(Items listed in a dataset)
———

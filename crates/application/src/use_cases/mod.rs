//! Application use cases (business logic orchestration).

mod load_forest;
mod save_forest;

pub use load_forest::*;
pub use save_forest::*;
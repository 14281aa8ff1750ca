//! Transient dialog state owned by the command dispatcher.

use courier_domain::{NodeId, NodeKind, RequestType};

/// Form values of the "new folder / new request" dialog.
#[derive(Debug, Clone, PartialEq, Eq)]
pub struct CreateDraft {
    /// Folder to create in, `None` for the top level.
    pub parent: Option<NodeId>,
    /// What to create.
    pub kind: NodeKind,
    /// Name typed so far.
    pub name: String,
    /// Protocol of a new request.
    pub request_type: RequestType,
    /// Method of a new request.
    pub method: String,
    /// URL of a new request; blank falls back to the configured default.
    pub url: String,
}

/// An entry of the move dialog's destination list.
#[derive(Debug, Clone, PartialEq, Eq)]
pub struct MoveOption {
    /// Destination folder, `None` for the top level.
    pub id: Option<NodeId>,
    /// Text shown for the entry.
    pub label: String,
}

/// The dialog currently open, if any. At most one is open at a time.
#[derive(Debug, Clone, PartialEq, Eq)]
pub enum Dialog {
    /// Creating a node.
    Create(CreateDraft),
    /// Renaming a node.
    Rename {
        /// Node being renamed.
        target: NodeId,
        /// Name typed so far.
        name: String,
    },
    /// Waiting for the user to confirm a deletion.
    Delete {
        /// Node to delete.
        target: NodeId,
        /// Its kind, for the confirmation message.
        kind: NodeKind,
        /// Its name, for the confirmation message.
        name: String,
    },
    /// Choosing where to move a node.
    Move {
        /// Node being moved.
        target: NodeId,
        /// Legal destinations.
        options: Vec<MoveOption>,
        /// Selected destination, `None` for the top level.
        destination: Option<NodeId>,
    },
}

/// Result of submitting the open dialog.
#[derive(Debug, Clone, PartialEq, Eq)]
pub enum DialogOutcome {
    /// No dialog was open.
    NoDialog,
    /// The input was rejected (blank name); the dialog stays open.
    Rejected,
    /// The dialog closed without changing the tree.
    Unchanged,
    /// The tree changed; carries the affected node.
    Committed(NodeId),
}
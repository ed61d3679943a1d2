//! Argument and state guards used at every public entry point.

use crate::error::{Error, Result};

/// Message used for every mutation rejected after the container locked.
pub(crate) const LOCKED_MESSAGE: &str = "The container can't be changed after the first call to \
   get_registration or lock. Please see the container documentation to learn why the container \
   is locked.";

/// Unwraps `value`, or fails with [`Error::ArgumentNull`] naming `param_name`.
#[inline]
pub fn is_not_null<T>(value: Option<T>, param_name: &'static str) -> Result<T> {
  value.ok_or(Error::ArgumentNull { param_name })
}

/// Fails with [`Error::InvalidState`] when `locked` is set.
#[inline]
pub fn is_not_locked(locked: bool) -> Result<()> {
  if locked {
    tracing::warn!("rejected configuration change on a locked container");
    return Err(Error::InvalidState(LOCKED_MESSAGE.to_owned()));
  }
  Ok(())
}
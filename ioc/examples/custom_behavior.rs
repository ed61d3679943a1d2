use fibre_lifestyle::{from_fn, Container, Lifestyle};

trait Clock: Send + Sync {}
struct SystemClock;
impl Clock for SystemClock {}

trait MailSender: Send + Sync {}
struct SmtpMailSender {
  _host: String,
}
impl MailSender for SmtpMailSender {}

fn main() -> fibre_lifestyle::Result<()> {
  let container = Container::new();

  // Everything that owns a resource lives per scope; the rest is shared.
  container.options().set_lifestyle_selection_behavior(from_fn(|_service, implementation| {
    if implementation.owns_resource() {
      Lifestyle::scoped()
    } else {
      Lifestyle::singleton()
    }
  }))?;

  container.register::<dyn Clock, SystemClock>()?;
  container.register::<dyn MailSender, SmtpMailSender>()?;

  for registration in container.registrations() {
    println!(
      "{} -> {} ({})",
      registration.service_type().name(),
      registration.implementation_type().name(),
      registration.lifestyle()
    );
  }

  // Locks the container; the behavior can no longer be replaced.
  let clock = container.get_registration::<dyn Clock>();
  println!("clock registered: {}", clock.is_some());

  let replaced = container
    .options()
    .set_lifestyle_selection_behavior(from_fn(|_, _| Lifestyle::transient()));
  println!("replacing after lock: {:?}", replaced.map_err(|e| e.to_string()));
  Ok(())
}
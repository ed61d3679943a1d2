//! Opaque descriptors for service and implementation types.

use std::any::{Any, TypeId};
use std::fmt;
use std::hash::{Hash, Hasher};

/// Identifies a type taking part in a registration.
///
/// Besides identity, a descriptor records whether the type owns a resource,
/// i.e. whether dropping it runs any code. Selection behaviors can branch on it.
#[derive(Clone, Copy)]
pub struct TypeDescriptor {
  type_id: TypeId,
  name: &'static str,
  owns_resource: bool,
}

impl TypeDescriptor {
  /// Describes a sized implementation type.
  pub fn of<T: Any>() -> Self {
    Self {
      type_id: TypeId::of::<T>(),
      name: std::any::type_name::<T>(),
      owns_resource: std::mem::needs_drop::<T>(),
    }
  }

  /// Describes a service type, which may be a trait object.
  ///
  /// Unsized types never report owning a resource.
  pub fn of_service<T: ?Sized + Any>() -> Self {
    Self {
      type_id: TypeId::of::<T>(),
      name: std::any::type_name::<T>(),
      owns_resource: false,
    }
  }

  pub fn type_id(&self) -> TypeId {
    self.type_id
  }

  pub fn name(&self) -> &'static str {
    self.name
  }

  pub fn owns_resource(&self) -> bool {
    self.owns_resource
  }
}

impl PartialEq for TypeDescriptor {
  fn eq(&self, other: &Self) -> bool {
    self.type_id == other.type_id
  }
}

impl Eq for TypeDescriptor {}

impl Hash for TypeDescriptor {
  fn hash<H: Hasher>(&self, state: &mut H) {
    self.type_id.hash(state);
  }
}

impl fmt::Debug for TypeDescriptor {
  fn fmt(&self, f: &mut fmt::Formatter<'_>) -> fmt::Result {
    write!(f, "Type({})", self.name)
  }
}
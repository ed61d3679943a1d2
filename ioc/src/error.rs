//! Error types shared by lifestyle selection, container options and registration.

use thiserror::Error;

/// The main error type for the `fibre_lifestyle` library.
#[derive(Debug, Error)]
pub enum Error {
  /// A required argument was absent.
  #[error("Value cannot be null. (Parameter '{param_name}')")]
  ArgumentNull { param_name: &'static str },

  /// A configuration or registration change was attempted after the container locked.
  #[error("{0}")]
  InvalidState(String),

  #[error("Type {service_type} has already been registered and overriding registrations is disabled.")]
  DuplicateRegistration { service_type: &'static str },

  #[error("Failed to parse container settings: {source}")]
  Settings {
    #[source]
    source: serde_yaml::Error,
  },

  #[error("Invalid configuration value for '{field}': {message}")]
  InvalidConfigValue { field: String, message: String },
}

/// The discriminant of an [`Error`], for matching without destructuring.
#[derive(Debug, Clone, Copy, PartialEq, Eq, Hash)]
pub enum ErrorKind {
  ArgumentNull,
  InvalidState,
  DuplicateRegistration,
  Settings,
  InvalidConfigValue,
}

impl Error {
  pub fn kind(&self) -> ErrorKind {
    match self {
      Error::ArgumentNull { .. } => ErrorKind::ArgumentNull,
      Error::InvalidState(_) => ErrorKind::InvalidState,
      Error::DuplicateRegistration { .. } => ErrorKind::DuplicateRegistration,
      Error::Settings { .. } => ErrorKind::Settings,
      Error::InvalidConfigValue { .. } => ErrorKind::InvalidConfigValue,
    }
  }

  /// The name of the offending parameter, for argument errors.
  pub fn param_name(&self) -> Option<&'static str> {
    match self {
      Error::ArgumentNull { param_name } => Some(*param_name),
      _ => None,
    }
  }
}

/// A specialized `Result` type for `fibre_lifestyle` operations.
pub type Result<T, E = Error> = std::result::Result<T, E>;
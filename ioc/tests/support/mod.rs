//! Assertion helpers for the crate's error contract.
#![allow(dead_code)]

use fibre_lifestyle::{Error, ErrorKind};
use std::error::Error as StdError;
use std::fmt::Debug;

/// Runs `action` and asserts it fails with an error of `expected` kind. Returns the error.
pub fn throws<T: Debug>(expected: ErrorKind, action: impl FnOnce() -> Result<T, Error>) -> Error {
  match action() {
    Ok(value) => panic!(
      "Action was expected to fail with {expected:?}, but it succeeded with {value:?}."
    ),
    Err(err) => {
      assert_eq!(
        err.kind(),
        expected,
        "Action failed with the wrong kind of error: {err}"
      );
      err
    }
  }
}

/// Asserts `action` fails with an argument error naming `expected_param_name`.
pub fn throws_with_param_name<T: Debug>(
  expected_param_name: &str,
  action: impl FnOnce() -> Result<T, Error>,
) -> Error {
  let err = throws(ErrorKind::ArgumentNull, action);
  assert_eq!(
    err.param_name(),
    Some(expected_param_name),
    "Error does not contain parameter with name: {expected_param_name}"
  );
  err
}

/// Asserts `action` fails with `expected` kind and that some error in its cause
/// chain has a message containing `expected_message`, ignoring formatting.
pub fn throws_with_message_contains<T: Debug>(
  expected: ErrorKind,
  expected_message: &str,
  action: impl FnOnce() -> Result<T, Error>,
) -> Error {
  let err = throws(expected, action);
  error_message_contains(expected_message, &err);
  err
}

pub fn error_message_contains(expected_message: &str, actual: &(dyn StdError + 'static)) {
  let expected_message = trim_inside(expected_message);
  let messages: Vec<String> = error_chain(actual)
    .map(|err| trim_inside(&err.to_string()))
    .collect();

  assert!(
    messages.iter().any(|message| message.contains(&expected_message)),
    "None of the messages in the error chain contained the expected value. \
     Expected value to be in the string: \"{expected_message}\". Error chain: {messages:#?}"
  );
}

/// Walks an error and its causes, from the outermost error to the innermost one.
pub fn error_chain<'a>(
  error: &'a (dyn StdError + 'static),
) -> impl Iterator<Item = &'a (dyn StdError + 'static)> {
  std::iter::successors(Some(error), |&err| err.source())
}

/// Turns every non-space whitespace into a space, collapses runs of spaces and trims.
pub fn trim_inside(value: &str) -> String {
  value.split_whitespace().collect::<Vec<_>>().join(" ")
}

pub fn string_contains(expected: &str, actual: &str, context: &str) {
  assert!(
    actual.contains(expected),
    "{context} The string did not contain the expected value. \
     Actual string: \"{actual}\". Expected value to be in the string: \"{expected}\"."
  );
}

//! Lifestyle values: the lifetime policy attached to every registration.

use once_cell::sync::Lazy;
use serde::Deserialize;
use std::fmt;
use std::sync::Arc;

/// The family a [`Lifestyle`] belongs to.
#[derive(Debug, Clone, Copy, PartialEq, Eq, Hash, Deserialize)]
#[serde(rename_all = "snake_case")]
pub enum LifestyleKind {
  /// A new instance for every request.
  Transient,
  /// One instance for the lifetime of the container.
  Singleton,
  /// One instance per active scope.
  Scoped,
  /// A user-defined policy.
  Custom,
}

struct LifestyleInner {
  name: String,
  kind: LifestyleKind,
}

// The built-in lifestyles are shared so that every accessor returns the same identity.
static TRANSIENT: Lazy<Lifestyle> = Lazy::new(|| Lifestyle::new("Transient", LifestyleKind::Transient));
static SINGLETON: Lazy<Lifestyle> = Lazy::new(|| Lifestyle::new("Singleton", LifestyleKind::Singleton));
static SCOPED: Lazy<Lifestyle> = Lazy::new(|| Lifestyle::new("Scoped", LifestyleKind::Scoped));

/// An immutable lifetime policy.
///
/// Cloning a `Lifestyle` is cheap and keeps its identity: two values compare
/// equal only when they are clones of the same original. Two custom
/// lifestyles that happen to share a name are still distinct.
#[derive(Clone)]
pub struct Lifestyle {
  inner: Arc<LifestyleInner>,
}

impl Lifestyle {
  fn new(name: &str, kind: LifestyleKind) -> Self {
    Self {
      inner: Arc::new(LifestyleInner {
        name: name.to_owned(),
        kind,
      }),
    }
  }

  pub fn transient() -> Lifestyle {
    TRANSIENT.clone()
  }

  pub fn singleton() -> Lifestyle {
    SINGLETON.clone()
  }

  pub fn scoped() -> Lifestyle {
    SCOPED.clone()
  }

  /// Creates a new user-defined lifestyle with its own identity.
  pub fn custom(name: &str) -> Lifestyle {
    Self::new(name, LifestyleKind::Custom)
  }

  /// Returns the shared built-in lifestyle for `kind`, or `None` for [`LifestyleKind::Custom`].
  pub fn from_kind(kind: LifestyleKind) -> Option<Lifestyle> {
    match kind {
      LifestyleKind::Transient => Some(Self::transient()),
      LifestyleKind::Singleton => Some(Self::singleton()),
      LifestyleKind::Scoped => Some(Self::scoped()),
      LifestyleKind::Custom => None,
    }
  }

  pub fn name(&self) -> &str {
    &self.inner.name
  }

  pub fn kind(&self) -> LifestyleKind {
    self.inner.kind
  }
}

impl PartialEq for Lifestyle {
  fn eq(&self, other: &Self) -> bool {
    Arc::ptr_eq(&self.inner, &other.inner)
  }
}

impl Eq for Lifestyle {}

impl fmt::Debug for Lifestyle {
  fn fmt(&self, f: &mut fmt::Formatter<'_>) -> fmt::Result {
    write!(f, "Lifestyle({})", self.inner.name)
  }
}

impl fmt::Display for Lifestyle {
  fn fmt(&self, f: &mut fmt::Formatter<'_>) -> fmt::Result {
    f.write_str(&self.inner.name)
  }
}
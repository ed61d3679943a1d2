mod support;

use fibre_lifestyle::{
  ContainerOptions, ContainerSettings, Error, ErrorKind, Lifestyle, LifestyleSelectionBehavior,
  TypeDescriptor,
};
use pretty_assertions::assert_eq;
use std::thread;
use support::{error_chain, throws, throws_with_message_contains, trim_inside};

#[test]
fn test_changing_default_before_lock_changes_later_selections() {
  // Arrange
  let options = ContainerOptions::new();
  options.set_default_lifestyle(Lifestyle::transient()).unwrap();

  // Act
  options.set_default_lifestyle(Lifestyle::scoped()).unwrap();
  let selected = options
    .lifestyle_selection_behavior()
    .select_lifestyle(
      Some(&TypeDescriptor::of_service::<dyn Send>()),
      Some(&TypeDescriptor::of::<u32>()),
    )
    .unwrap();

  // Assert
  assert_eq!(options.default_lifestyle(), Lifestyle::scoped());
  assert_eq!(selected, Lifestyle::scoped());
}

#[test]
fn test_mutation_after_lock_fails_and_keeps_default() {
  // Arrange
  let options = ContainerOptions::new();
  options.set_default_lifestyle(Lifestyle::singleton()).unwrap();
  options.lock();

  // Act
  throws_with_message_contains(ErrorKind::InvalidState, "can't be changed", || {
    options.set_default_lifestyle(Lifestyle::scoped())
  });

  // Assert
  assert!(options.is_locked());
  assert_eq!(options.default_lifestyle(), Lifestyle::singleton());
}

#[test]
fn test_lock_wins_against_concurrent_writers() {
  let options = ContainerOptions::new();
  let writers: Vec<_> = (0..4)
    .map(|_| {
      let options = options.clone();
      thread::spawn(move || {
        (0..200)
          .map(|_| options.set_default_lifestyle(Lifestyle::scoped()))
          .collect::<Vec<_>>()
      })
    })
    .collect();
  options.lock();

  for writer in writers {
    let results = writer.join().unwrap();
    // Once a write has been rejected, no later write may succeed.
    let first_rejected = results.iter().position(Result::is_err).unwrap_or(results.len());
    assert!(results[first_rejected..].iter().all(Result::is_err));
  }
  assert!(throws(ErrorKind::InvalidState, || options.set_default_lifestyle(Lifestyle::singleton()))
    .to_string()
    .contains("locked"));
}

// --- Settings ---

#[test]
fn test_apply_settings_before_lock() {
  let options = ContainerOptions::new();
  let settings = ContainerSettings::from_yaml_str(
    "default_lifestyle: scoped\nallow_overriding_registrations: true\n",
  )
  .unwrap();

  options.apply(&settings).unwrap();

  assert_eq!(options.default_lifestyle(), Lifestyle::scoped());
  assert!(options.allow_overriding_registrations());
}

#[test]
fn test_custom_lifestyle_is_rejected_in_settings() {
  let options = ContainerOptions::new();
  let settings = ContainerSettings::from_yaml_str("default_lifestyle: custom").unwrap();

  let err = throws(ErrorKind::InvalidConfigValue, || options.apply(&settings));

  assert!(err.to_string().contains("default_lifestyle"));
  assert_eq!(options.default_lifestyle(), Lifestyle::transient());
}

#[test]
fn test_unknown_settings_field_reports_cause_chain() {
  let err = throws(ErrorKind::Settings, || {
    ContainerSettings::from_yaml_str("default_lifestyle: scoped\nverify_on_build: true")
  });

  let chain: Vec<String> = error_chain(&err).map(|e| e.to_string()).collect();

  assert!(chain.len() >= 2);
  assert!(chain[0].starts_with("Failed to parse container settings"));
  assert!(trim_inside(&chain[1]).contains("unknown field `verify_on_build`"));
  support::error_message_contains("unknown field", &err);
}

#[derive(Debug, thiserror::Error)]
#[error("Registration of the repository failed.")]
struct RegistrationFailed {
  #[source]
  source: Error,
}

#[test]
fn test_error_chain_is_outer_to_inner() {
  let yaml_error = ContainerSettings::from_yaml_str("default_lifestyle: [").unwrap_err();
  let outer = RegistrationFailed { source: yaml_error };

  let messages: Vec<String> = error_chain(&outer).map(|e| e.to_string()).collect();

  assert!(messages.len() >= 2);
  assert_eq!(messages[0], "Registration of the repository failed.");
  assert!(messages[1].starts_with("Failed to parse container settings"));
  support::error_message_contains("Failed   to parse\ncontainer settings", &outer);
}
use coin_price_feed::{
    services::{HttpClient, PriceService, ReqwestTransport},
    Config, JsonStore,
};
use std::time::Duration;
use tracing::{error, info};
use tracing_subscriber::EnvFilter;

#[tokio::main]
async fn main() -> anyhow::Result<()> {
    tracing_subscriber::fmt()
        .with_env_filter(EnvFilter::try_from_default_env().unwrap_or_else(|_| EnvFilter::new("info")))
        .init();

    let config = Config::from_env()?;

    let transport = ReqwestTransport::new(
        Duration::from_secs(config.http.chart_timeout_secs),
        &config.upstream.user_agent,
    )?;
    let service = PriceService::new(
        HttpClient::new(transport),
        JsonStore::new(config.output.dir.clone()),
        &config,
    );

    if let Err(e) = service.update().await {
        error!("❌ 实时价格更新失败: {}", e);
        std::process::exit(1);
    }

    info!("🎉 实时价格更新完成");
    Ok(())
}
pub mod price_point;
pub mod period;
pub mod chart;
pub mod exchange_rate;
pub mod market;

pub use price_point::*;
pub use period::*;
pub use chart::*;
pub use exchange_rate::*;
pub use market::*;
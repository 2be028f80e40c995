use chrono::{DateTime, Utc};
use rust_decimal::Decimal;
use serde::{Deserialize, Serialize};

#[derive(Debug, Clone, Copy, PartialEq, Eq, Serialize, Deserialize)]
#[serde(rename_all = "snake_case")]
pub enum RateSource {
    Api,
    Backup,
}

#[derive(Debug, Clone, Copy, PartialEq, Eq, Serialize, Deserialize)]
#[serde(rename_all = "snake_case")]
pub enum RateStatus {
    Success,
    Fallback,
}

/// exchange-rate.json 的内容，由汇率任务写入，其他任务只读
#[derive(Debug, Clone, PartialEq, Serialize, Deserialize)]
pub struct ExchangeRate {
    #[serde(with = "rust_decimal::serde::float")]
    pub usd_to_cny: Decimal,
    pub updated_at: DateTime<Utc>,
    pub source: RateSource,
    pub status: RateStatus,
    #[serde(default, skip_serializing_if = "Option::is_none")]
    pub error: Option<String>,
}

impl ExchangeRate {
    pub const FILE_NAME: &'static str = "exchange-rate.json";

    pub fn from_api(usd_to_cny: Decimal) -> Self {
        Self {
            usd_to_cny,
            updated_at: Utc::now(),
            source: RateSource::Api,
            status: RateStatus::Success,
            error: None,
        }
    }

    pub fn fallback(backup_rate: Decimal, error: String) -> Self {
        Self {
            usd_to_cny: backup_rate,
            updated_at: Utc::now(),
            source: RateSource::Backup,
            status: RateStatus::Fallback,
            error: Some(error),
        }
    }

    pub fn is_success(&self) -> bool {
        self.status == RateStatus::Success
    }
}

———

## [Requirement]
Start with the line above that contains "the configured default." and stop after the line that contains "pub(crate) const LOCKED_MESSAGE: &str". Output those lines exactly, and only those.

## [Written response]
    /// URL of a new request; blank falls back to the configured default.
    pub url: String,
}

/// An entry of the move dialog's destination list.
#[derive(Debug, Clone, PartialEq, Eq)]
pub struct MoveOption {
    /// Destination folder, `None` for the top level.
    pub id: Option<NodeId>,
    /// Text shown for the entry.
    pub label: String,
}

/// The dialog currently open, if any. At most one is open at a time.
#[derive(Debug, Clone, PartialEq, Eq)]
pub enum Dialog {
    /// Creating a node.
    Create(CreateDraft),
    /// Renaming a node.
    Rename {
        /// Node being renamed.
        target: NodeId,
        /// Name typed so far.
        name: String,
    },
    /// Waiting for the user to confirm a deletion.
    Delete {
        /// Node to delete.
        target: NodeId,
        /// Its kind, for the confirmation message.
        kind: NodeKind,
        /// Its name, for the confirmation message.
        name: String,
    },
    /// Choosing where to move a node.
    Move {
        /// Node being moved.
        target: NodeId,
        /// Legal destinations.
        options: Vec<MoveOption>,
        /// Selected destination, `None` for the top level.
        destination: Option<NodeId>,
    },
}

/// Result of submitting the open dialog.
#[derive(Debug, Clone, PartialEq, Eq)]
pub enum DialogOutcome {
    /// No dialog was open.
    NoDialog,
    /// The input was rejected (blank name); the dialog stays open.
    Rejected,
    /// The dialog closed without changing the tree.
    Unchanged,
    /// The tree changed; carries the affected node.
    Committed(NodeId),
}
repository ed61d3679943a1d2
//! Argument and state guards used at every public entry point.

use crate::error::{Error, Result};

/// Message used for every mutation rejected after the container locked.
pub(crate) const LOCKED_MESSAGE: &str = "The container can't be changed after the first call to \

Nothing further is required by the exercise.